Russia’s Sevmash shipyard at the Arctic city of Severodvinsk has completed a hybrid submarine powered by a diesel-electric plant and a small nuclear reactor. Designated B-90 and named Sarov, the submarine was completed on 17 December. The submarine is known as Project 20120 in Russian design terminology. She apparently employs the small nuclear reactor — known to some engineers as a “teakettle” — to keep a charge on the battery, providing essentially unlimited underwater endurance on relatively quiet electric propulsion. In effect, this is an Air-Indpendent Propulsion (AIP) system. The “teakettle” concept is not new. The Soviet Navy deployed a Project 651 (NATO Juliett) cruise missile submarine (SSG) in 1986-1991 with a similar diesel-electric/nuclear plant. That craft had a pressurized-water reactor with a single-loop configuration coupled with a turbogenerator.
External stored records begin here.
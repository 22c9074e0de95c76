//! Parsing of `{{ … }}` expression references.

use miette::Diagnostic;
use thiserror::Error;

/// Errors produced while parsing a single expression body.
#[derive(Debug, Error, Diagnostic)]
pub enum ExpressionParseError {
    #[error("empty expression")]
    #[diagnostic(code(kianax::expressions::empty))]
    Empty,

    #[error("invalid path segment at offset {offset}: {found:?}")]
    #[diagnostic(
        code(kianax::expressions::invalid_segment),
        help("segments are identifiers with optional integer indexing, e.g. `items[0].name`")
    )]
    InvalidSegment { offset: usize, found: String },

    #[error("unterminated index in segment {segment:?}")]
    #[diagnostic(code(kianax::expressions::unterminated_index))]
    UnterminatedIndex { segment: String },

    #[error("non-integer index in segment {segment:?}")]
    #[diagnostic(code(kianax::expressions::bad_index))]
    BadIndex { segment: String },
}

/// Root namespace of a reference.
#[derive(Clone, Debug, PartialEq, Eq)]
pub enum RefSource {
    /// Routine-level variables: `vars.NAME[.path…]`.
    Vars,
    /// Upstream node outputs: `nodes.ID[.port[.path…]]`.
    Nodes,
    /// Trigger payload: `trigger[.path…]`.
    Trigger,
    /// Execution metadata: `execution.{id|routineId|startedAt}`.
    Execution,
    /// Anything else. Resolves to undefined with a warning.
    Unknown(String),
}

impl RefSource {
    fn from_ident(ident: &str) -> Self {
        match ident {
            "vars" => Self::Vars,
            "nodes" => Self::Nodes,
            "trigger" => Self::Trigger,
            "execution" => Self::Execution,
            other => Self::Unknown(other.to_string()),
        }
    }
}

/// One step of a reference path.
#[derive(Clone, Debug, PartialEq, Eq)]
pub enum PathSegment {
    Key(String),
    Index(usize),
}

/// A parsed `{{ … }}` reference.
#[derive(Clone, Debug, PartialEq, Eq)]
pub struct Reference {
    pub source: RefSource,
    pub path: Vec<PathSegment>,
    /// The expression body as written, for diagnostics.
    pub raw: String,
}

impl Reference {
    /// For `nodes.*` references, the referenced node id.
    #[must_use]
    pub fn node_id(&self) -> Option<&str> {
        if self.source != RefSource::Nodes {
            return None;
        }
        match self.path.first() {
            Some(PathSegment::Key(id)) => Some(id),
            _ => None,
        }
    }

    /// For `nodes.ID.PORT…` references, the referenced port name.
    #[must_use]
    pub fn port_name(&self) -> Option<&str> {
        if self.source != RefSource::Nodes {
            return None;
        }
        match self.path.get(1) {
            Some(PathSegment::Key(port)) => Some(port),
            _ => None,
        }
    }

    /// For `vars.NAME…` references, the referenced variable name.
    #[must_use]
    pub fn variable_name(&self) -> Option<&str> {
        if self.source != RefSource::Vars {
            return None;
        }
        match self.path.first() {
            Some(PathSegment::Key(name)) => Some(name),
            _ => None,
        }
    }
}

fn is_ident_char(c: char) -> bool {
    c.is_ascii_alphanumeric() || c == '_' || c == '-'
}

/// Parse one expression body (the text between `{{` and `}}`).
pub fn parse_reference(body: &str) -> Result<Reference, ExpressionParseError> {
    let trimmed = body.trim();
    if trimmed.is_empty() {
        return Err(ExpressionParseError::Empty);
    }

    let mut segments: Vec<PathSegment> = Vec::new();
    let mut source: Option<RefSource> = None;

    for (piece_index, piece) in trimmed.split('.').enumerate() {
        if piece.is_empty() {
            return Err(ExpressionParseError::InvalidSegment {
                offset: piece_index,
                found: piece.to_string(),
            });
        }
        let (ident, indexes) = split_indexes(piece)?;
        if ident.is_empty() || !ident.chars().all(is_ident_char) {
            return Err(ExpressionParseError::InvalidSegment {
                offset: piece_index,
                found: piece.to_string(),
            });
        }
        if piece_index == 0 {
            source = Some(RefSource::from_ident(ident));
        } else {
            segments.push(PathSegment::Key(ident.to_string()));
        }
        for index in indexes {
            segments.push(PathSegment::Index(index));
        }
    }

    Ok(Reference {
        // split() always yields at least one piece for non-empty input
        source: source.ok_or(ExpressionParseError::Empty)?,
        path: segments,
        raw: trimmed.to_string(),
    })
}

/// Split `ident[3][0]` into the identifier and its trailing indexes.
fn split_indexes(piece: &str) -> Result<(&str, Vec<usize>), ExpressionParseError> {
    let Some(bracket) = piece.find('[') else {
        return Ok((piece, Vec::new()));
    };
    let (ident, mut rest) = piece.split_at(bracket);
    let mut indexes = Vec::new();
    while !rest.is_empty() {
        if !rest.starts_with('[') {
            return Err(ExpressionParseError::InvalidSegment {
                offset: 0,
                found: piece.to_string(),
            });
        }
        let Some(close) = rest.find(']') else {
            return Err(ExpressionParseError::UnterminatedIndex {
                segment: piece.to_string(),
            });
        };
        let digits = &rest[1..close];
        let index = digits
            .parse::<usize>()
            .map_err(|_| ExpressionParseError::BadIndex {
                segment: piece.to_string(),
            })?;
        indexes.push(index);
        rest = &rest[close + 1..];
    }
    Ok((ident, indexes))
}

/// Locate every `{{ … }}` span in a string. Returns `(start, end, body)`
/// with `end` pointing past the closing braces. Unterminated openers are
/// left untouched in the surrounding text.
#[must_use]
pub fn find_expressions(text: &str) -> Vec<(usize, usize, &str)> {
    let mut found = Vec::new();
    let mut cursor = 0;
    while let Some(open) = text[cursor..].find("{{") {
        let start = cursor + open;
        let Some(close) = text[start + 2..].find("}}") else {
            break;
        };
        let end = start + 2 + close + 2;
        found.push((start, end, &text[start + 2..end - 2]));
        cursor = end;
    }
    found
}

/// When the entire string is a single expression with no surrounding
/// characters, return its body. This is the type-preserving case.
#[must_use]
pub fn single_expression(text: &str) -> Option<&str> {
    let trimmed = text.trim();
    if !trimmed.starts_with("{{") || !trimmed.ends_with("}}") || trimmed.len() < 4 {
        return None;
    }
    let body = &trimmed[2..trimmed.len() - 2];
    // An inner "}}" would mean two adjacent expressions, not one.
    if body.contains("}}") || body.contains("{{") {
        return None;
    }
    Some(body)
}

#[cfg(test)]
mod tests {
    use super::*;

    #[test]
    fn parses_sources_and_paths() {
        let r = parse_reference("vars.apiBase").unwrap();
        assert_eq!(r.source, RefSource::Vars);
        assert_eq!(r.variable_name(), Some("apiBase"));

        let r = parse_reference("nodes.n1.price.history[0]").unwrap();
        assert_eq!(r.source, RefSource::Nodes);
        assert_eq!(r.node_id(), Some("n1"));
        assert_eq!(r.port_name(), Some("price"));
        assert_eq!(
            r.path,
            vec![
                PathSegment::Key("n1".into()),
                PathSegment::Key("price".into()),
                PathSegment::Key("history".into()),
                PathSegment::Index(0),
            ]
        );
    }

    #[test]
    fn unknown_source_is_preserved() {
        let r = parse_reference("env.HOME").unwrap();
        assert_eq!(r.source, RefSource::Unknown("env".into()));
    }

    #[test]
    fn rejects_malformed_segments() {
        assert!(parse_reference("").is_err());
        assert!(parse_reference("vars..x").is_err());
        assert!(parse_reference("vars.items[").is_err());
        assert!(parse_reference("vars.items[one]").is_err());
    }

    #[test]
    fn finds_spans_and_single_expressions() {
        let text = "{{ vars.apiBase }}/u/{{ trigger.userId }}";
        let spans = find_expressions(text);
        assert_eq!(spans.len(), 2);
        assert_eq!(spans[0].2.trim(), "vars.apiBase");
        assert!(single_expression(text).is_none());
        assert_eq!(
            single_expression("{{ vars.maxItems }}").map(str::trim),
            Some("vars.maxItems")
        );
    }
}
The Soviet report stated that the sea trials “demonstrated the workability of the system, but revealed quite a few deficiencies. Those were later corrected.” However, no follow-on efforts were undertaken at that time. (The Soviets built 16 diesel-electric Juliett SSGs from 1963 to 1968.) The B-90 was designed by the Rubin design bureau in St. Petersburg. Construction was begun at the Krasnoe Sormovo shipyard in Nizhnii Novgorod (formerly Gor’kiy), and…


[From Russia Completes Hybrid Submarine]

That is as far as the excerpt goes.